* Work required *
Look over the entries and say how many lines include the word "Brazil". Only the number, please.

* Supplied records *
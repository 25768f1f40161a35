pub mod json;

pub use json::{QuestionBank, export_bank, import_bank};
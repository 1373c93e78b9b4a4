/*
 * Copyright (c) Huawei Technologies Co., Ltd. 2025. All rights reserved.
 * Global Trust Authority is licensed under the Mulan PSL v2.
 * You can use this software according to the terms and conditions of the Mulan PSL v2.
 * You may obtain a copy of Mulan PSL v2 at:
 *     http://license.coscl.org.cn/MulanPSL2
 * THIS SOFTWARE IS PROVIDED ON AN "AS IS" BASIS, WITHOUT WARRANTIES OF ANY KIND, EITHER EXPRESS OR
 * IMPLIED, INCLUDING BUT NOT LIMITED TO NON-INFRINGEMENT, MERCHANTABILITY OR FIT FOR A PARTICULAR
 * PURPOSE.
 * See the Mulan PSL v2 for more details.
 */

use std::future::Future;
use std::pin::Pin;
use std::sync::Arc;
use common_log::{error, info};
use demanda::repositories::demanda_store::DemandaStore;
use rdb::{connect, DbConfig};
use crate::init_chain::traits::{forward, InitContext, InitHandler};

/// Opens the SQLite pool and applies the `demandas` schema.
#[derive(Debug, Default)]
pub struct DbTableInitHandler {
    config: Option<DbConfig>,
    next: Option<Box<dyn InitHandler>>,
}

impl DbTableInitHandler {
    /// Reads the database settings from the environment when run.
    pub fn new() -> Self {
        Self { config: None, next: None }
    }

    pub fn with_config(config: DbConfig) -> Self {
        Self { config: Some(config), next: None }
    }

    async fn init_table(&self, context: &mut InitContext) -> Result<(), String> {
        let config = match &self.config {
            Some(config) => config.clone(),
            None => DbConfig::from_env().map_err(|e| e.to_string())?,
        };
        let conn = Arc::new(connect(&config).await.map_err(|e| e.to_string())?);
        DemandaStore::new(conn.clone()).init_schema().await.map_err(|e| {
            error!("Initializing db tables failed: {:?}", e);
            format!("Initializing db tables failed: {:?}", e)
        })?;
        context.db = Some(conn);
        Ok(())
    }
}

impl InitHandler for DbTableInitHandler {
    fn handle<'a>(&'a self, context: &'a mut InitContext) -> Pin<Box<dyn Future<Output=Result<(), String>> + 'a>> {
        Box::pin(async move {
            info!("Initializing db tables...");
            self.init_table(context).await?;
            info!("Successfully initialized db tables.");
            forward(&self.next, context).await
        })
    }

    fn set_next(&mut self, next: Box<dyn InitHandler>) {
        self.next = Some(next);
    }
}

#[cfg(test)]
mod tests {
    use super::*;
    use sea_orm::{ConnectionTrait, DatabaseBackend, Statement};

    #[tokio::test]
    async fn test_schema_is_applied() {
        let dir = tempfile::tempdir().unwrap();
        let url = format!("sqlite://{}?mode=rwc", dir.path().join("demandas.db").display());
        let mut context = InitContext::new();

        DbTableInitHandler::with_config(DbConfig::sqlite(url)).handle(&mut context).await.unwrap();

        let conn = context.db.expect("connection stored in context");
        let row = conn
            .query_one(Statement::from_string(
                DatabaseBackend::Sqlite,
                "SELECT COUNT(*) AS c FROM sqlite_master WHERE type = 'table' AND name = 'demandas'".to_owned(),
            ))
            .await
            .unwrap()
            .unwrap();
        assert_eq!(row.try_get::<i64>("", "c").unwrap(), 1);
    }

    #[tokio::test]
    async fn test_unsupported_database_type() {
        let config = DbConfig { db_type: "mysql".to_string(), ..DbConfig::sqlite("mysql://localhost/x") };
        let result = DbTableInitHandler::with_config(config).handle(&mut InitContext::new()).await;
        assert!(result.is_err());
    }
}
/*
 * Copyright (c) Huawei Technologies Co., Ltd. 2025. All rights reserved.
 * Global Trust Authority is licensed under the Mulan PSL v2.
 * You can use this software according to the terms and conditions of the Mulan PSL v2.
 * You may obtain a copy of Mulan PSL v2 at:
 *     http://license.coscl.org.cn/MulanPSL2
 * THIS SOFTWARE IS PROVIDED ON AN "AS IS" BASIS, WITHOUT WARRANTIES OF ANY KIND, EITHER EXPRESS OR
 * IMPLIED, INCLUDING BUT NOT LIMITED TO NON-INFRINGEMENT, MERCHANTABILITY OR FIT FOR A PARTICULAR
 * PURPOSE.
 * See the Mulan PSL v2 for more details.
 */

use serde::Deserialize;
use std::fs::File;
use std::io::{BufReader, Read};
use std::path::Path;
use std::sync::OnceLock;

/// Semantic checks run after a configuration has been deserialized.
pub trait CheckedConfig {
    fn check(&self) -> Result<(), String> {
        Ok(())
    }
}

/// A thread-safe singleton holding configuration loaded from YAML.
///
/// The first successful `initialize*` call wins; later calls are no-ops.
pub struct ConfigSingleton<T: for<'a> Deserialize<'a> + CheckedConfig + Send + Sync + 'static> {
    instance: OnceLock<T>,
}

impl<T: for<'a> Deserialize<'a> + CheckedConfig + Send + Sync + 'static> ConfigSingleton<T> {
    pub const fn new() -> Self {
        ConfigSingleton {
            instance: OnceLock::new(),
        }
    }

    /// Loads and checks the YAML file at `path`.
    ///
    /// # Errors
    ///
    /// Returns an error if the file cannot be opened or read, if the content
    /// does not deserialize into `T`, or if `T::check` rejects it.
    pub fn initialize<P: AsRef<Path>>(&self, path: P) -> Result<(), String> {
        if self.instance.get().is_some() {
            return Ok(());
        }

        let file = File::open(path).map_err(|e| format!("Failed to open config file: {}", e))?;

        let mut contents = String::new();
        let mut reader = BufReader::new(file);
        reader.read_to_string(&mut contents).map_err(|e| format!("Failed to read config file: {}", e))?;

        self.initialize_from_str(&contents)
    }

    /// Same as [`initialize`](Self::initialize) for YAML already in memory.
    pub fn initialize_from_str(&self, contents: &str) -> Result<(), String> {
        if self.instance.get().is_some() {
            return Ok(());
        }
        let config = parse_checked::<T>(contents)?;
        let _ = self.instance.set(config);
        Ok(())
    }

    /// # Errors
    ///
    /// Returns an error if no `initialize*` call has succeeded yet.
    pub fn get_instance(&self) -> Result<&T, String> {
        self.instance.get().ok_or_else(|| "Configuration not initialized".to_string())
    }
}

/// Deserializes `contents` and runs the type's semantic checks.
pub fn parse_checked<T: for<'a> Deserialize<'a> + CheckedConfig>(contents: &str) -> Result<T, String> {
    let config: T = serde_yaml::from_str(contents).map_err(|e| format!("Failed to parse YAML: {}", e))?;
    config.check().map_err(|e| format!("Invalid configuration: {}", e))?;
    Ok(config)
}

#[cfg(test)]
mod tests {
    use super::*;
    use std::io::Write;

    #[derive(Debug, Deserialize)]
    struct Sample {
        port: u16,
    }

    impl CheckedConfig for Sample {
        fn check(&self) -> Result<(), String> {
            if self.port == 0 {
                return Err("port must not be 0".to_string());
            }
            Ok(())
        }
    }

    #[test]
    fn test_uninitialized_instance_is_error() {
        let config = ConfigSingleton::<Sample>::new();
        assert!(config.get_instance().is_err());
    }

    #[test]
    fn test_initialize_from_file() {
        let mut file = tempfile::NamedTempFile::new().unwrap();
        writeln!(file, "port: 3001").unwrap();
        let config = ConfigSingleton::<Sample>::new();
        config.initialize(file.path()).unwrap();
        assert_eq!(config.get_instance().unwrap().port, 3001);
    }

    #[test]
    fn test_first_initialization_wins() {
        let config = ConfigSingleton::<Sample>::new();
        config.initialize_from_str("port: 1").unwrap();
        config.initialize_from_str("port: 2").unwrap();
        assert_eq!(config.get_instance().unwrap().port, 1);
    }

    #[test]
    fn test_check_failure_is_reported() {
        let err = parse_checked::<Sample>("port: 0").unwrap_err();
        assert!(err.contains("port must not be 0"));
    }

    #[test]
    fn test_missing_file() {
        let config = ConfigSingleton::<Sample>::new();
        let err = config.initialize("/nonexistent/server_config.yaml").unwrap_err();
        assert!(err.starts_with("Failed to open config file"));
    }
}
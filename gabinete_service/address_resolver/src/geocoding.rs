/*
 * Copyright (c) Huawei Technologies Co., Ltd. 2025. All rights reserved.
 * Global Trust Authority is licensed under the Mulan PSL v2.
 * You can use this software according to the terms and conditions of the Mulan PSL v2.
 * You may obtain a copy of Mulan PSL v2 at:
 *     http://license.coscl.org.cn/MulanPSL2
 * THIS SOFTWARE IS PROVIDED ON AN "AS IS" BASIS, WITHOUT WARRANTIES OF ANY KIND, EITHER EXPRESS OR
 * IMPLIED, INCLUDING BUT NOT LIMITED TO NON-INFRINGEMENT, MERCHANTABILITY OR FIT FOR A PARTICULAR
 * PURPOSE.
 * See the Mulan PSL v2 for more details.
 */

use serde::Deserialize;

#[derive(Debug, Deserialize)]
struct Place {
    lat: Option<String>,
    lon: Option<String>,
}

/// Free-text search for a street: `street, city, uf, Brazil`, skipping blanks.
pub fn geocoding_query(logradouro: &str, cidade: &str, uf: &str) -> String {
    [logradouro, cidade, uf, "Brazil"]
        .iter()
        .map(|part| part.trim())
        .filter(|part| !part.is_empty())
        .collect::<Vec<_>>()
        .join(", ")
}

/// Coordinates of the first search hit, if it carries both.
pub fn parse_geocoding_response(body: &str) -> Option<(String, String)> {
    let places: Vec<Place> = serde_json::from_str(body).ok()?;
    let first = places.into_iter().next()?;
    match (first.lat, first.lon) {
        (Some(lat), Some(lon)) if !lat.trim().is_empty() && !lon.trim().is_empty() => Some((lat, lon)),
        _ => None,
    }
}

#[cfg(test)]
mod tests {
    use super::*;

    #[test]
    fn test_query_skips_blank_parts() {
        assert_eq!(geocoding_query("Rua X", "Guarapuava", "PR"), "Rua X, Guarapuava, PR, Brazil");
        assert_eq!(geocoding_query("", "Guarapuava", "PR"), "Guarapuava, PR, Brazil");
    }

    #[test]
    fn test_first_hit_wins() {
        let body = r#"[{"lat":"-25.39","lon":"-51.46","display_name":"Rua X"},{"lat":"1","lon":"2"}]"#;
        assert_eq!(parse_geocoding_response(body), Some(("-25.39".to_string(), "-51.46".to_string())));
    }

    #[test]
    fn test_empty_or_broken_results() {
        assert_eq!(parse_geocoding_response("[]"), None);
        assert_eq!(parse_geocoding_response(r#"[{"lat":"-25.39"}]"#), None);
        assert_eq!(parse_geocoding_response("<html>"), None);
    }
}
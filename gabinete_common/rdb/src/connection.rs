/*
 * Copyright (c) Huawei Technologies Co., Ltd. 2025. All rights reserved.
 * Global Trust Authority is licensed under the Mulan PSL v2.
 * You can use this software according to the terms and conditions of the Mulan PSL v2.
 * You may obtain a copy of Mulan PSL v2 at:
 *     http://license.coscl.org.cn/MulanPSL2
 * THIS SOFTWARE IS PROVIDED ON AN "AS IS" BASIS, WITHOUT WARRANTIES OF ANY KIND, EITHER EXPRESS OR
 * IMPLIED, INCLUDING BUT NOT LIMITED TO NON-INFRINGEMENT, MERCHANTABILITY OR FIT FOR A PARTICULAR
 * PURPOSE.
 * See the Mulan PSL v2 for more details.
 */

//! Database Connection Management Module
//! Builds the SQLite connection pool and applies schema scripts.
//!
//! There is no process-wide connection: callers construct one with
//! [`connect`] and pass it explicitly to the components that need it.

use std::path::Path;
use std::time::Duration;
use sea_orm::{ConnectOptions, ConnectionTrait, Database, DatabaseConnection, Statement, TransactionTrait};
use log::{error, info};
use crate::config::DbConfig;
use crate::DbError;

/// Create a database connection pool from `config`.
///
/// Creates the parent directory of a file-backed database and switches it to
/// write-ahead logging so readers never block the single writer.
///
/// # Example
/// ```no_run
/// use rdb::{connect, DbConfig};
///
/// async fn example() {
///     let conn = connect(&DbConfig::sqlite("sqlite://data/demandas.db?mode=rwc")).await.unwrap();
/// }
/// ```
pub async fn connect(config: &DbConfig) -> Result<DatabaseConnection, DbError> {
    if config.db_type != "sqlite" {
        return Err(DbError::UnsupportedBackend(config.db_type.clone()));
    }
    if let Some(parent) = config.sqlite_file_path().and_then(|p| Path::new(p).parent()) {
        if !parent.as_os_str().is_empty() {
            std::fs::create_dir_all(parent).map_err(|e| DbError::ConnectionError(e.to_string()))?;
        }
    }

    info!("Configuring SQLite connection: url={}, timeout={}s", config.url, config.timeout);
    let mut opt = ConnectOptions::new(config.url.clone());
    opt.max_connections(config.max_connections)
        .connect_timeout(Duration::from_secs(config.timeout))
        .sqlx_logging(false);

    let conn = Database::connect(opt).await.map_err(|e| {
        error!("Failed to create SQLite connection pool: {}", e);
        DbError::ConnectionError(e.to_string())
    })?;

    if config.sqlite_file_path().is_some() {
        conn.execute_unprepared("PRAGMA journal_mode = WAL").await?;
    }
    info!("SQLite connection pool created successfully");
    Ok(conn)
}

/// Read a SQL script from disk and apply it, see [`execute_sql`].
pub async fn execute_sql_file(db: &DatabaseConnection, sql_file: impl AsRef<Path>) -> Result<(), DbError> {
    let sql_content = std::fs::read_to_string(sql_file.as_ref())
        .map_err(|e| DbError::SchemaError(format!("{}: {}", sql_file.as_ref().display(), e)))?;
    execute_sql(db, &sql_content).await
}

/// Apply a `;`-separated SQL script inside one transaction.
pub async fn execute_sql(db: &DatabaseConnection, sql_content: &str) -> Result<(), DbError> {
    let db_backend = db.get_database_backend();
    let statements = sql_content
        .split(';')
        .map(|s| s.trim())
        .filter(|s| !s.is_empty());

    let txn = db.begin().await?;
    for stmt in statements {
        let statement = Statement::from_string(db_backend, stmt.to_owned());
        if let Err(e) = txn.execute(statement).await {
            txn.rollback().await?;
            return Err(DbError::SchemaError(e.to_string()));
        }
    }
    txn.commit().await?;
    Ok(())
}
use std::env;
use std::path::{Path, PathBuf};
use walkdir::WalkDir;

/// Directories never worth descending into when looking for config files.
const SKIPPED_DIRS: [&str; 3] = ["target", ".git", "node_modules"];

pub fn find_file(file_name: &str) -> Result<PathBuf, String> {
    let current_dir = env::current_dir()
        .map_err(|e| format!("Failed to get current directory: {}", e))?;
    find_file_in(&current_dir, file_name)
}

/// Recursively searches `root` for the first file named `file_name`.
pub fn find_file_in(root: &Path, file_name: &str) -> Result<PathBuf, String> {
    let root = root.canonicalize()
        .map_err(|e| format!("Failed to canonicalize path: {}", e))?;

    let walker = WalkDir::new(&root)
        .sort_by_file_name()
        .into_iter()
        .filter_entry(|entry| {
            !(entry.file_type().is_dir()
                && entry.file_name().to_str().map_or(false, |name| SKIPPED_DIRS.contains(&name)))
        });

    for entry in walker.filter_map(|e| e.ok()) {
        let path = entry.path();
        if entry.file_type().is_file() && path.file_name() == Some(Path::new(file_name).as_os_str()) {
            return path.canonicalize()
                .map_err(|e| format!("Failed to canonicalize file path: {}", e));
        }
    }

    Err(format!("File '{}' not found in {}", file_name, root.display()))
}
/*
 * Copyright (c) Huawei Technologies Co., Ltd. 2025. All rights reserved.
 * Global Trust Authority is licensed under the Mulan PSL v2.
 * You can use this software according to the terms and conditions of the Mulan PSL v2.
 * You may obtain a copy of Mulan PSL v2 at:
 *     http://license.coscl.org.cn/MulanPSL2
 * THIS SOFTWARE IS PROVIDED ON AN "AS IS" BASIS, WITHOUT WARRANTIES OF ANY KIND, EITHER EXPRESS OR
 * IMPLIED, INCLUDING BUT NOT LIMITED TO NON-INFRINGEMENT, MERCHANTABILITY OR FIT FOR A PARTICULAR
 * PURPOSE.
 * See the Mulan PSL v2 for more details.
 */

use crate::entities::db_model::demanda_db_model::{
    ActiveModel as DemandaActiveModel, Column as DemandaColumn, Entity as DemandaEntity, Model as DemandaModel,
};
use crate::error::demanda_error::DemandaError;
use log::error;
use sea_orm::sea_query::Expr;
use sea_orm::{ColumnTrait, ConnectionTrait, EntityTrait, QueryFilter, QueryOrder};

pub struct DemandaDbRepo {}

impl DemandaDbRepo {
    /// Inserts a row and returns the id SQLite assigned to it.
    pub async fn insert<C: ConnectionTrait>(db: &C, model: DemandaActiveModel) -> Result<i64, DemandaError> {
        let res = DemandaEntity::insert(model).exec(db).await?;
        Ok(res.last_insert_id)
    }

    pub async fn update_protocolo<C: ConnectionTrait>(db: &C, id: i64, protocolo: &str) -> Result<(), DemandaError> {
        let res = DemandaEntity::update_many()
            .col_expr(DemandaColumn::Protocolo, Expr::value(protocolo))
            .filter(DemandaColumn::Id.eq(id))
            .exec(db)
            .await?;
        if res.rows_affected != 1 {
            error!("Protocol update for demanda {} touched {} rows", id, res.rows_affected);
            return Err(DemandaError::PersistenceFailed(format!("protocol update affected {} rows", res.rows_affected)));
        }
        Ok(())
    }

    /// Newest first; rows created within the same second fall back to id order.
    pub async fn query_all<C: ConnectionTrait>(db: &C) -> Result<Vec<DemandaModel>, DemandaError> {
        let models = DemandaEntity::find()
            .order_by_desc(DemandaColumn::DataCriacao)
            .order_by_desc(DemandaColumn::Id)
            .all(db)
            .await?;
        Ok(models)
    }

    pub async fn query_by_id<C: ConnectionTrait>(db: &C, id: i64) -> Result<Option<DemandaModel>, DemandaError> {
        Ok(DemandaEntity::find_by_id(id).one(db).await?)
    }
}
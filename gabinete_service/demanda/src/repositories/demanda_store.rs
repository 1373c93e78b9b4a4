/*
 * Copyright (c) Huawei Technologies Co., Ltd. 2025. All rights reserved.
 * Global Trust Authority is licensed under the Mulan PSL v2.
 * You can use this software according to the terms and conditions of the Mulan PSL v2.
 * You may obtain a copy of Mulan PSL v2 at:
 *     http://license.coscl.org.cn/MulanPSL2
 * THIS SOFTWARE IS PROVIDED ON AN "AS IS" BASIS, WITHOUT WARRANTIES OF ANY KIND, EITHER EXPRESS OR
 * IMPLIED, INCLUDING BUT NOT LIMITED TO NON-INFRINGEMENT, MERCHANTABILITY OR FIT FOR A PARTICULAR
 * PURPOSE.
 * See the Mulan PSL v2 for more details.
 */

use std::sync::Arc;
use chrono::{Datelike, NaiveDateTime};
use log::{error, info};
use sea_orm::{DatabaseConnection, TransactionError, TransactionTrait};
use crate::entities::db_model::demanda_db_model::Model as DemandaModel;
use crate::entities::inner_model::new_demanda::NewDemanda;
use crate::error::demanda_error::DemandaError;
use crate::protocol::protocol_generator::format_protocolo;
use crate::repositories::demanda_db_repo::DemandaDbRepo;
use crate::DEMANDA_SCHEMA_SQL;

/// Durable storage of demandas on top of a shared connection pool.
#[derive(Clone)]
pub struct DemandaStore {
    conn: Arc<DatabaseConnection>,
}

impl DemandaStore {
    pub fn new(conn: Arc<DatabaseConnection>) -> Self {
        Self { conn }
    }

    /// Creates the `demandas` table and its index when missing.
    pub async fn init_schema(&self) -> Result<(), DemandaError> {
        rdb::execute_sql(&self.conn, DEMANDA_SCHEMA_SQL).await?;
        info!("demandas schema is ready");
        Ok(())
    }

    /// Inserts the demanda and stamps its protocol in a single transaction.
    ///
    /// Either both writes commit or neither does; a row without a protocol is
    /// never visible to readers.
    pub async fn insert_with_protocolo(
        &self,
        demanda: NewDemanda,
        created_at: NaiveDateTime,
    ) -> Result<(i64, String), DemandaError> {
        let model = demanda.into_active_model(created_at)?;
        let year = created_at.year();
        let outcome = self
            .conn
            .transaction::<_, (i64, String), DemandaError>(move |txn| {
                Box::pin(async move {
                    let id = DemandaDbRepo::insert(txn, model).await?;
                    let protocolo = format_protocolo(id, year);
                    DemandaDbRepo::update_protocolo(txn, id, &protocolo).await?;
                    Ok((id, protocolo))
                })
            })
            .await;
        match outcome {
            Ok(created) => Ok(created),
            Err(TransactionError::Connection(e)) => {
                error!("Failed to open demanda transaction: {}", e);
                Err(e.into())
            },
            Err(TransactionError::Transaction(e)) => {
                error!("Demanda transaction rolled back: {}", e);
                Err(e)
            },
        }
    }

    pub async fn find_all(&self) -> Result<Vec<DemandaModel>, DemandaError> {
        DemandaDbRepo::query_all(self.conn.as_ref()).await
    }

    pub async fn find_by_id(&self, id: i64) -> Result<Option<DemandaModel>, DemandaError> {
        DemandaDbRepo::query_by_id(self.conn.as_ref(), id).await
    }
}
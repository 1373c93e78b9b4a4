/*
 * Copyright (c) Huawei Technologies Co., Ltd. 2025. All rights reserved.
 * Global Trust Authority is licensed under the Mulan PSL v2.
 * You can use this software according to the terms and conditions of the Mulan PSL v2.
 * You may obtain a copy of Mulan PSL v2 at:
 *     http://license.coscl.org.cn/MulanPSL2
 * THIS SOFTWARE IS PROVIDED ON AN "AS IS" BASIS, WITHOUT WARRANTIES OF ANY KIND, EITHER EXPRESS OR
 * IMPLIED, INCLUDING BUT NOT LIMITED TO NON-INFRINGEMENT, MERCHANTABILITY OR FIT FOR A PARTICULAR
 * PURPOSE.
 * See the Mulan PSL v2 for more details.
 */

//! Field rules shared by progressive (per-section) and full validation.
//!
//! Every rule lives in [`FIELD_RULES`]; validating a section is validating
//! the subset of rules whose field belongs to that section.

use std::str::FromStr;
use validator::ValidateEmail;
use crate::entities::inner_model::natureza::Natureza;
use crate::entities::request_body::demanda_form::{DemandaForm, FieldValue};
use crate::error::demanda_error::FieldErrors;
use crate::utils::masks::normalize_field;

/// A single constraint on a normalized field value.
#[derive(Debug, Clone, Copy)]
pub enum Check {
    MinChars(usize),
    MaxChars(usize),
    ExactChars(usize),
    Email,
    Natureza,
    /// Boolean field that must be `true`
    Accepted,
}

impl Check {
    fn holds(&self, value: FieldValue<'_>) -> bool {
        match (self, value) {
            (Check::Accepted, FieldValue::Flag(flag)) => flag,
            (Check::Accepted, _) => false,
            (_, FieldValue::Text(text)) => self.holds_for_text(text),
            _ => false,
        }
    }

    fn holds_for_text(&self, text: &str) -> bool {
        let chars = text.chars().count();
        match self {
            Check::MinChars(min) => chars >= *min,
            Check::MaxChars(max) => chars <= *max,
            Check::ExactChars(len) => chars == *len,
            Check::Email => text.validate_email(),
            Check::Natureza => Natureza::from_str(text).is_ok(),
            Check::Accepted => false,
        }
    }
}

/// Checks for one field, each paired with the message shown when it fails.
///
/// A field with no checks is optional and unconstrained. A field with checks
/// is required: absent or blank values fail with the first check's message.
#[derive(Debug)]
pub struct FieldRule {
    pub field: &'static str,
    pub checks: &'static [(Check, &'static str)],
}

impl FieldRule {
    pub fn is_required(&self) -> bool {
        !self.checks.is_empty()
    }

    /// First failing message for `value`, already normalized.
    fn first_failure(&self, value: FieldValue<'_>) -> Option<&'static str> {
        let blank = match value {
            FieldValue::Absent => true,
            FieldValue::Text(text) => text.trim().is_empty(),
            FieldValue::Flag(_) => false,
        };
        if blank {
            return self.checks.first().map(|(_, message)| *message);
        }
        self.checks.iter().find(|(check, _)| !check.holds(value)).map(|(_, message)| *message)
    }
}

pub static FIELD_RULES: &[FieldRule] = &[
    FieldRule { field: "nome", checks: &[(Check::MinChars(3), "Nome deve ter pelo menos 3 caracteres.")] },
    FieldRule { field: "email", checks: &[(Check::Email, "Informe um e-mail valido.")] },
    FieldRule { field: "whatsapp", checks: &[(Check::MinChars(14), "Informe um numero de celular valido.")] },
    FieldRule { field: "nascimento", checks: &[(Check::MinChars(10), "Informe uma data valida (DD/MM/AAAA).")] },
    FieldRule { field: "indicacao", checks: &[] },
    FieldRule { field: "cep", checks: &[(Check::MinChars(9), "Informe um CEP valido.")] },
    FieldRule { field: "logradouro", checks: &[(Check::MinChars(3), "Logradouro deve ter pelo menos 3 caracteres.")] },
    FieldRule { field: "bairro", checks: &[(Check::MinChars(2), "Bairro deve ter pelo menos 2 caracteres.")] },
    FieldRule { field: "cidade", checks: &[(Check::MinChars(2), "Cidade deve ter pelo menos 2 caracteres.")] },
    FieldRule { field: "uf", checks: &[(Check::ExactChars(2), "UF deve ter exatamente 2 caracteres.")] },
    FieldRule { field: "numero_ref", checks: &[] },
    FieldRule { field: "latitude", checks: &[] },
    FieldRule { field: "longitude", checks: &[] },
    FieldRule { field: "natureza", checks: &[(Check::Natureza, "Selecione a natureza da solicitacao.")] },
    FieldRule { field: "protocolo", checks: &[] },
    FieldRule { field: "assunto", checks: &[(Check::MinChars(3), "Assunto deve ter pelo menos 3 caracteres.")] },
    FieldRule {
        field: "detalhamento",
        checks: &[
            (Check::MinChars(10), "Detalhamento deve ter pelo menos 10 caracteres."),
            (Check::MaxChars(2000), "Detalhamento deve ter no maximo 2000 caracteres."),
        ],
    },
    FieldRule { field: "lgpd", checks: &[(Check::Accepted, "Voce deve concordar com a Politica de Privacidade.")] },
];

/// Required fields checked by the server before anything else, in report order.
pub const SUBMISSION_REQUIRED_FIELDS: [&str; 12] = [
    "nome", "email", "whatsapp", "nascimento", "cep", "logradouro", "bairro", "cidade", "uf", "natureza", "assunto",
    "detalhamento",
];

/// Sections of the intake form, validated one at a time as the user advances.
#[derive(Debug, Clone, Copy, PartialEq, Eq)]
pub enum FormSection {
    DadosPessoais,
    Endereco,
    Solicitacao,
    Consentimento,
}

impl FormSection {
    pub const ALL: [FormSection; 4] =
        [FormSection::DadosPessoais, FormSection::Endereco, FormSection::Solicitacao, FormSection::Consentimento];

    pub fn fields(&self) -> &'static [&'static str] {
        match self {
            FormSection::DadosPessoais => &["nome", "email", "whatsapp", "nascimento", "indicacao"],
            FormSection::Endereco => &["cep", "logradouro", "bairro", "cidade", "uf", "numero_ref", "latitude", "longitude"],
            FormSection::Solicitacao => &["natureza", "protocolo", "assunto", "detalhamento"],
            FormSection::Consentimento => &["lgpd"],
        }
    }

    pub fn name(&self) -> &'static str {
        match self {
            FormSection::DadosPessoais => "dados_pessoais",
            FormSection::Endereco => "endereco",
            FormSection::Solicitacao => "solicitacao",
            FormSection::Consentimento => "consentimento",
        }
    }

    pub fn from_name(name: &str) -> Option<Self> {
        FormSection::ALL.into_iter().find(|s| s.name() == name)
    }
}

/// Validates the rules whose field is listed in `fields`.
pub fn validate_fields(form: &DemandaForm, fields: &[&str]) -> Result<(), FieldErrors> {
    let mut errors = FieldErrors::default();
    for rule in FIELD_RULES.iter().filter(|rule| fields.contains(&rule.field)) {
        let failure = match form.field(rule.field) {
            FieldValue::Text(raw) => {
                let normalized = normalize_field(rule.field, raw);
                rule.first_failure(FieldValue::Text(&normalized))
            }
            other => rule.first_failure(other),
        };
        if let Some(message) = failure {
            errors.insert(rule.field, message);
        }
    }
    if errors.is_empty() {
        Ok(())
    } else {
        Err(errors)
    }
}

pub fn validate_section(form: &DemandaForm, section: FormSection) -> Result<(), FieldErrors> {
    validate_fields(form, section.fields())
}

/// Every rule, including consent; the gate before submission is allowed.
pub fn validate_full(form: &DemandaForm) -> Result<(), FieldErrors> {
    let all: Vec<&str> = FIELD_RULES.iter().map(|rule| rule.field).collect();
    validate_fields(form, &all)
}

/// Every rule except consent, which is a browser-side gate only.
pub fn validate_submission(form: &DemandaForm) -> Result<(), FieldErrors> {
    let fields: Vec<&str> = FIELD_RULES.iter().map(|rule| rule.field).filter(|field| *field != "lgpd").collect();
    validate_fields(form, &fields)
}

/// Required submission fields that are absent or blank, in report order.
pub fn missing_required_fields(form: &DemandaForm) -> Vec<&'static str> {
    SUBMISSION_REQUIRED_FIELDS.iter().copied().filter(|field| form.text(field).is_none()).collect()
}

* Your solution *
4